Clinton's speech was opening night, which traditionally sees fewer attendees than the keynote address and final night when the party's nominee addresses the crowd. And gone are the days of television networks broadcasting conventions start to finish. The keynote is a time slot, however, that will air in prime time.
"When you give the keynote speech, you're a supporting player whether you want to be or not," McHugh said. "You end up being the best supporting actor or you end up being someone that's never heard from again."
Ross Baker, a political science professor at Rutgers University, lists Obama, Clinton and Richards among the more notable speeches. He also points to Hubert Humphrey's 1948 speech that led Democratic Southern state delegates to walk out of the convention hall in protest when he called on them to "come out of the shadows of segregation and walk in the sunlight of civil rights."
"It was a lovely speech," Baker said.
And while it wasn't a keynote, Baker said, perhaps the most ironic oration was Ohio delegate James A. Garfield's 1880 nominating speech in support of John Sherman, who at the time was the Republican presidential candidate.
"Garfield's speech was so elegant and beautiful they nominated him instead of Sherman," Baker said, adding that it is unlikely something like that would happen again. "I cannot imagine that the people in Tampa, after Christie's speech, would turn on Romney and say this is the guy we want."
McHugh, who covered the 1988 GOP convention for The Associated Press, also points to Kean's speech.
"He wasn't known as a great orator, but he had a reputation as a great governor and he also had a deep personal relationship with (George H.W.) Bush so he gave a good speech," McHugh said.
But Baker said a speech like Kean's wouldn't go over well now.
"There's a situation in where a man's personality really did come through - an absolutely generous, spirited, big-hearted man and he gave that kind of speech," Baker said. "But I think the Republican party of today would find it insipid and kind of Pollyanna-ish."
In his speech, Kean criticized the Democrats for changing the colors on the American flag to pink, azure and eggshell because it looked better on television.
"Well I don't know about you, but I believe Americans, Democrat and Republican alike, have no use for pastel patriotism," Kean said.
McHugh said the statement seemed out of character for Kean, who was known for his bipartisanship.
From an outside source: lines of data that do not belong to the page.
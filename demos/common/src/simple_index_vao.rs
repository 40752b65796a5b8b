//! An icosahedron drawn from a `simpleIndexVAO`: positions and colours interleaved in one buffer,
//! faces given by 16-bit indices.

use crate::{
  shaders::BuiltinShader,
  shared::{begin_frame, load_mvp, setup_render_state, Handled, OrbitView, ICOSAHEDRON_COLOURS},
  Backend, DemoError, Example, InputAction, LoopFeedback, PlatformServices,
};
use cgmath::Point3;
use ngl::{
  context::GraphicsContext,
  mesh::icosahedron_indexed,
  shader::ShaderLib,
  vao::{AbstractVao, AttribPointer, BindVao, IndexVertexData, Mode, VertexData},
  vao_factory::{names, VaoFactory},
};
use std::mem;

const STRIDE: usize = mem::size_of::<[f32; 6]>();

/// Position then colour, for each vertex.
fn interleave(positions: &[[f32; 3]], colours: &[[f32; 3]]) -> Vec<[f32; 6]> {
  positions
    .iter()
    .zip(colours)
    .map(|(p, c)| [p[0], p[1], p[2], c[0], c[1], c[2]])
    .collect()
}

pub struct LocalExample {
  view: OrbitView,
  shaders: ShaderLib<Backend>,
  vao: Box<dyn AbstractVao<Backend>>,
}

impl Example for LocalExample {
  fn bootstrap(
    _: &mut impl PlatformServices,
    context: &mut impl GraphicsContext<Backend = Backend>,
  ) -> Result<Self, DemoError> {
    setup_render_state(context);
    let backend = context.backend();

    let mut shaders = ShaderLib::new();
    BuiltinShader::VertexColour.load(&mut shaders, backend)?;

    let (positions, indices) = icosahedron_indexed();
    let vertices = interleave(positions, &ICOSAHEDRON_COLOURS);

    let mut vao = VaoFactory::new().create_vao(backend, names::SIMPLE_INDEX, Mode::Triangle)?;

    {
      let mut vao = vao.bind(backend);
      vao.set_data(IndexVertexData::new(VertexData::new(&vertices), indices))?;
      vao.set_vertex_attribute_pointer(AttribPointer::floats(0, 3, STRIDE, 0))?;
      vao.set_vertex_attribute_pointer(AttribPointer::floats(
        1,
        3,
        STRIDE,
        mem::size_of::<[f32; 3]>(),
      ))?;
    }

    log::info!("{} built with {} indices", vao.name(), vao.num_indices());

    Ok(LocalExample {
      view: OrbitView::new(Point3::new(0., 1., 2.), 0.01, 350.),
      shaders,
      vao,
    })
  }

  fn render_frame(
    mut self,
    _: f32,
    actions: impl Iterator<Item = InputAction>,
    context: &mut impl GraphicsContext<Backend = Backend>,
  ) -> Result<LoopFeedback<Self>, DemoError> {
    for action in actions {
      if self.view.handle(&action, context) == Handled::Exit {
        return Ok(LoopFeedback::Exit);
      }
    }

    begin_frame(context, self.view.size());
    let backend = context.backend();

    self
      .shaders
      .use_program(backend, BuiltinShader::VertexColour.name())?;
    load_mvp(
      &mut self.shaders,
      backend,
      self.view.mouse_tx(),
      self.view.view,
      self.view.project(),
    )?;

    self.vao.bind(backend).draw()?;

    Ok(LoopFeedback::Continue(self))
  }
}

#[cfg(test)]
mod tests {
  use super::*;

  #[test]
  fn interleaving() {
    let (positions, indices) = icosahedron_indexed();
    let vertices = interleave(positions, &ICOSAHEDRON_COLOURS);

    assert_eq!(vertices.len(), 12);
    assert_eq!(indices.len(), 60);
    assert_eq!(&vertices[1][..3], &positions[1][..]);
    assert_eq!(&vertices[1][3..], &[1., 0.55, 0.][..]);
    assert_eq!(STRIDE, 24);
  }
}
"You have to give a good speech, but you also have to do as you're told," he said. "Tom Kean, I don't think would have used the phrase 'pastel patriotism' himself, although he was a very, very dyed-in-the-wool Republican."
New York Gov. Mario Cuomo's 1984 keynote also made an impression that left people talking about him as a possible Democratic presidential candidate up until 2000, McHugh said.
"The guy was gifted as an orator; not that many politicians are anymore," he said.
While Christie can command a crowd, McHugh said his style is markedly different from Cuomo's.
"Cuomo was sort of classically elegant, almost in the academic tradition of rhetoric," he said. "The words sort of rolled off his tongue."
Both Baker and McHugh describe Christie's blunt style in one word — "Jersey."
"The governor does have a tendency to go over the top," Baker said. "With a prepared statement though, I think he will be restrained. But he's got to have red meat in that speech, too, for the conservatives."
And while Baker said convention speeches are usually heavily vetted, the goal is also for the speaker's personality to shine through. Christie's speech will ultimately go through the Romney campaign for final approval.
"Clearly, the person who draws that assignment is basically getting the leg up on everybody for the party nomination four years hence," Baker said. "There's a very strong tendency not to blow it, to really do a good job."
McHugh said personality is the reason GOP presidential candidate Mitt Romney gave Christie the keynote.
"They picked him because he's Jersey, but he can't be calling Obama an idiot or a nut job," said McHugh, adding after a pause: "Or maybe he will."